He looked at his watch.

"It wants three minutes. Have you any suggestion to offer?"

She shook her head.

"I can floor the prosecution," Mr. Mann went on, "but what I cannot do is to find the murderer for certain. It is obviously one of three men. It is either Sergeant Crawley, alias Smith, about whose antecedents Mr. Minute made an inquiry, or Jasper Cole, the secretary, or—"

He shrugged his shoulders.

It was not necessary to say who was the third suspect.

There came a knock at the door, and the clerk announced Inspector Nash. That stout and stoical officer gave a noncommittal nod to Mr. Mann and a smiling recognition to the girl.

"Well, you know how matters stand, Inspector," said Mr. Mann briskly, "and I thought I'd ask you to come here to-day to straighten a few things out."

"It is rather irregular, Mr. Mann," said the inspector, "but as they've no objection at headquarters, I don't mind telling you, within limits, all that I know; but I don't suppose I can tell you any more than you have found out for yourself."

"Do you really think Mr. Merrill committed this crime?" asked the girl.

The inspector raised his eyebrows and pursed his lips.

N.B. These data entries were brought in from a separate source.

//! Logging configuration.

use serde::{Deserialize, Serialize};

/// Logging and tracing configuration.
#[derive(Debug, Clone, Serialize, Deserialize)]
pub struct LoggingConfig {
    /// Log level: `"trace"`, `"debug"`, `"info"`, `"warn"`, `"error"`.
    #[serde(default = "default_level")]
    pub level: String,
    /// Log format: `"json"` or `"pretty"`.
    #[serde(default = "default_format")]
    pub format: String,
    /// Raise the FileDrop crates to `debug` regardless of `level`.
    #[serde(default = "default_debug")]
    pub debug: bool,
}

impl Default for LoggingConfig {
    fn default() -> Self {
        Self {
            level: default_level(),
            format: default_format(),
            debug: default_debug(),
        }
    }
}

impl LoggingConfig {
    /// Build the `EnvFilter` directive string for this configuration.
    pub fn filter_directive(&self) -> String {
        if self.debug {
            format!(
                "{},filedrop=debug,filedrop_storage=debug,filedrop_service=debug,filedrop_api=debug",
                self.level
            )
        } else {
            self.level.clone()
        }
    }
}

fn default_level() -> String {
    "info".to_string()
}

fn default_format() -> String {
    "pretty".to_string()
}

fn default_debug() -> bool {
    true
}
//! Human-readable byte counts.

const KB: u64 = 1024;
const MB: u64 = KB * 1024;
const GB: u64 = MB * 1024;
const TB: u64 = GB * 1024;

/// Format a byte count as `B`, `KB`, `MB`, `GB` or `TB` (binary multiples).
///
/// Counts below 1 KB are printed as whole bytes; larger counts use two
/// decimal places. Anything at or above 1 TB stays in TB.
pub fn format_size(bytes: u64) -> String {
    let b = bytes as f64;
    if bytes < KB {
        format!("{bytes} B")
    } else if bytes < MB {
        format!("{:.2} KB", b / KB as f64)
    } else if bytes < GB {
        format!("{:.2} MB", b / MB as f64)
    } else if bytes < TB {
        format!("{:.2} GB", b / GB as f64)
    } else {
        format!("{:.2} TB", b / TB as f64)
    }
}
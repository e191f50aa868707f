//! CLI command definitions and dispatch.

pub mod files;
pub mod prune;
pub mod serve;
pub mod usage;

use clap::{Parser, Subcommand};

use filedrop_api::AppState;
use filedrop_core::config::AppConfig;
use filedrop_core::error::AppError;

use crate::output::OutputFormat;

/// FileDrop: anonymous file hosting
#[derive(Debug, Parser)]
#[command(name = "filedrop", version, about, long_about = None)]
pub struct Cli {
    /// Directory holding `default.toml` and the environment overlays
    #[arg(short, long, default_value = "config")]
    pub config: String,

    /// Environment overlay to load (defaults to `FILEDROP_ENV`, then `development`)
    #[arg(short, long)]
    pub env: Option<String>,

    /// Output format
    #[arg(short, long, value_enum, default_value = "table")]
    pub format: OutputFormat,

    /// Subcommand to execute
    #[command(subcommand)]
    pub command: Commands,
}

/// Top-level commands
#[derive(Debug, Subcommand)]
pub enum Commands {
    /// Start the FileDrop server
    Serve(serve::ServeArgs),
    /// Show storage usage against the quota
    Usage(usage::UsageArgs),
    /// List stored files, oldest first
    Files,
    /// Run one eviction pass
    Prune(prune::PruneArgs),
}

impl Cli {
    /// Execute the CLI command
    pub async fn execute(&self) -> Result<(), AppError> {
        let config = self.load_config()?;
        match &self.command {
            Commands::Serve(args) => serve::execute(args, config).await,
            Commands::Usage(args) => usage::execute(args, config, self.format).await,
            Commands::Files => files::execute(config, self.format).await,
            Commands::Prune(args) => prune::execute(args, config, self.format).await,
        }
    }

    fn load_config(&self) -> Result<AppConfig, AppError> {
        let env = self
            .env
            .clone()
            .or_else(|| std::env::var("FILEDROP_ENV").ok())
            .unwrap_or_else(|| "development".to_string());
        AppConfig::load_from(&self.config, &env)
    }
}

/// Helper: open the configured storage root
pub async fn open_state(config: AppConfig) -> Result<AppState, AppError> {
    AppState::initialize(config).await
}
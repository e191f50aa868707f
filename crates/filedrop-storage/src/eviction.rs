//! Oldest-first eviction to bring usage back under quota.

use std::sync::Arc;

use serde::Serialize;
use tracing::{debug, info, warn};

use filedrop_core::traits::storage::StorageProvider;

use crate::usage::UsageTracker;

/// A file removed by an eviction pass.
#[derive(Debug, Clone, Serialize)]
pub struct EvictedFile {
    /// Stored name.
    pub name: String,
    /// Bytes reclaimed.
    pub size_bytes: u64,
}

/// Outcome of one [`EvictionPolicy::free_space_if_needed`] call.
#[derive(Debug, Clone, Default, Serialize)]
pub struct EvictionReport {
    /// Files deleted, oldest first.
    pub removed: Vec<EvictedFile>,
    /// Number of files whose deletion failed and were skipped.
    pub failed: usize,
    /// Running total after the pass.
    pub total_after: u64,
    /// Quota the pass worked against.
    pub quota_bytes: u64,
}

impl EvictionReport {
    /// Whether usage ended at or below the quota.
    pub fn is_within_quota(&self) -> bool {
        self.total_after <= self.quota_bytes
    }

    /// Total bytes reclaimed by the pass.
    pub fn reclaimed_bytes(&self) -> u64 {
        self.removed.iter().map(|f| f.size_bytes).sum()
    }
}

/// Deletes the oldest files (by modification time) while usage exceeds the quota.
#[derive(Debug)]
pub struct EvictionPolicy {
    /// Store files are evicted from.
    provider: Arc<dyn StorageProvider>,
    /// Usage counter kept in step with deletions.
    usage: Arc<UsageTracker>,
    /// Storage quota in bytes.
    quota_bytes: u64,
    /// Whether automatic eviction is enabled.
    enabled: bool,
}

impl EvictionPolicy {
    /// Create a new eviction policy.
    pub fn new(
        provider: Arc<dyn StorageProvider>,
        usage: Arc<UsageTracker>,
        quota_bytes: u64,
        enabled: bool,
    ) -> Self {
        Self {
            provider,
            usage,
            quota_bytes,
            enabled,
        }
    }

    /// The configured quota in bytes.
    pub fn quota_bytes(&self) -> u64 {
        self.quota_bytes
    }

    /// Whether automatic eviction is enabled.
    pub fn is_enabled(&self) -> bool {
        self.enabled
    }

    /// Run the eviction pass if automatic eviction is enabled.
    ///
    /// Returns `None` when disabled.
    pub async fn free_space_if_needed(&self) -> Option<EvictionReport> {
        if !self.enabled {
            debug!("Auto-delete disabled, skipping eviction");
            return None;
        }
        Some(self.run().await)
    }

    /// Run the eviction pass unconditionally.
    ///
    /// Never fails: listing and delete errors are logged and reflected in
    /// the report.
    pub async fn run(&self) -> EvictionReport {
        let mut report = EvictionReport {
            quota_bytes: self.quota_bytes,
            ..Default::default()
        };

        let mut total = match self.usage.get_total(false).await {
            Ok(total) => total,
            Err(e) => {
                warn!(error = %e, "Cannot read storage usage, skipping eviction");
                report.total_after = self.usage.cached();
                return report;
            }
        };
        report.total_after = total;

        if total <= self.quota_bytes {
            return report;
        }

        let mut files = match self.provider.list().await {
            Ok(entries) => entries
                .into_iter()
                .filter(|e| e.is_file())
                .collect::<Vec<_>>(),
            Err(e) => {
                warn!(error = %e, "Cannot list storage root, skipping eviction");
                return report;
            }
        };
        // Stable sort: equal timestamps keep enumeration order.
        files.sort_by_key(|f| f.last_modified);

        for file in files {
            if total <= self.quota_bytes {
                break;
            }

            match self.provider.delete(&file.name).await {
                Ok(()) => {
                    total = total.saturating_sub(file.size_bytes);
                    self.usage.subtract(file.size_bytes);
                    info!(
                        name = %file.name,
                        size = file.size_bytes,
                        total_bytes = total,
                        "Auto-removed file"
                    );
                    report.removed.push(EvictedFile {
                        name: file.name,
                        size_bytes: file.size_bytes,
                    });
                }
                Err(e) => {
                    warn!(name = %file.name, error = %e, "Cannot delete file during eviction");
                    report.failed += 1;
                }
            }
        }

        report.total_after = total;
        if !report.is_within_quota() {
            warn!(
                total_bytes = total,
                quota_bytes = self.quota_bytes,
                "Storage still over quota after eviction"
            );
        }

        report
    }
}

"It looks uncommonly like it, miss," he said. "We have evidence that the bank has been robbed, and it is almost certainly proved that Merrill had access to the books and was the only person in the bank who could have faked the figures and transferred the money from one account to another without being found out. There are still one or two doubtful points to be cleared up, but there is the motive, and when you've got the motive you are three parts on your way to finding the criminal. It isn't a straightforward case by any means," he confessed, "and the more I go into it the more puzzled I am. I don't mind telling you this frankly: I have seen Constable Wiseman, who swears that at the moment the shots were fired he saw a light flash in the upper window. We have the statement of Mr. Cole that he was in his room, his employer having requested that he should make himself scarce when the nephew came, and he tells us how somebody opened the door quietly and flashed an electric torch upon him."

"What was Cole doing in the dark?" asked Mann quickly.

"He had a headache and was lying down," said the inspector. "When he saw the light he jumped up and made for it, and was immediately slugged; the door closed upon him and was locked. Between his leaving the bed and reaching the door he heard Mr. Merrill's voice threatening his uncle, and the shots. Immediately afterward he was rendered insensible."

"A curious story," said Saul Arthur Mann dryly. "A very curious story!"

The girl felt an unaccountable and altogether amazing desire to defend Jasper against the innuendo in the other's tone, and it was with difficulty that she restrained herself.

"I don't think it is a good story," said the inspector frankly; "but that is between ourselves. And then, of course," he went on, "we have the remarkable behavior of Sergeant Smith."

"Where is he?" asked Mr. Mann.

The inspector shrugged his shoulders.

"Sergeant Smith has disappeared," he said, "though I dare say we shall find him before long. He is only one; the most puzzling element of all is the fourth man concerned, the man who arrived in the motor car and who was evidently Mr. Rex Holland. We have got a very full description of him."

"I also have a very full description of him," said Mr. Mann quietly; "but I've been unable to identify him with any of the people in my records."

"Anyway, it was his car; there is no doubt about that."

"And he was the murderer," said Mr. Mann. "I've no doubt about that, nor have you."

"I have doubts about everything," replied the inspector diplomatically.

"What was in the car?" asked the little man brightly. He was rapidly recovering his good humor.

"That I am afraid I cannot tell you," smiled the detective.

"Then I'll tell you," said Saul Arthur Mann, and, stepping up to his desk, took a memorandum from a drawer. "There were two motor rugs, two holland coats, one white, one brown. There were two sets of motor goggles. There was a package of revolver cartridges, from which six had been extracted, a leather revolver holster, a small garden trowel, and one or two other little things."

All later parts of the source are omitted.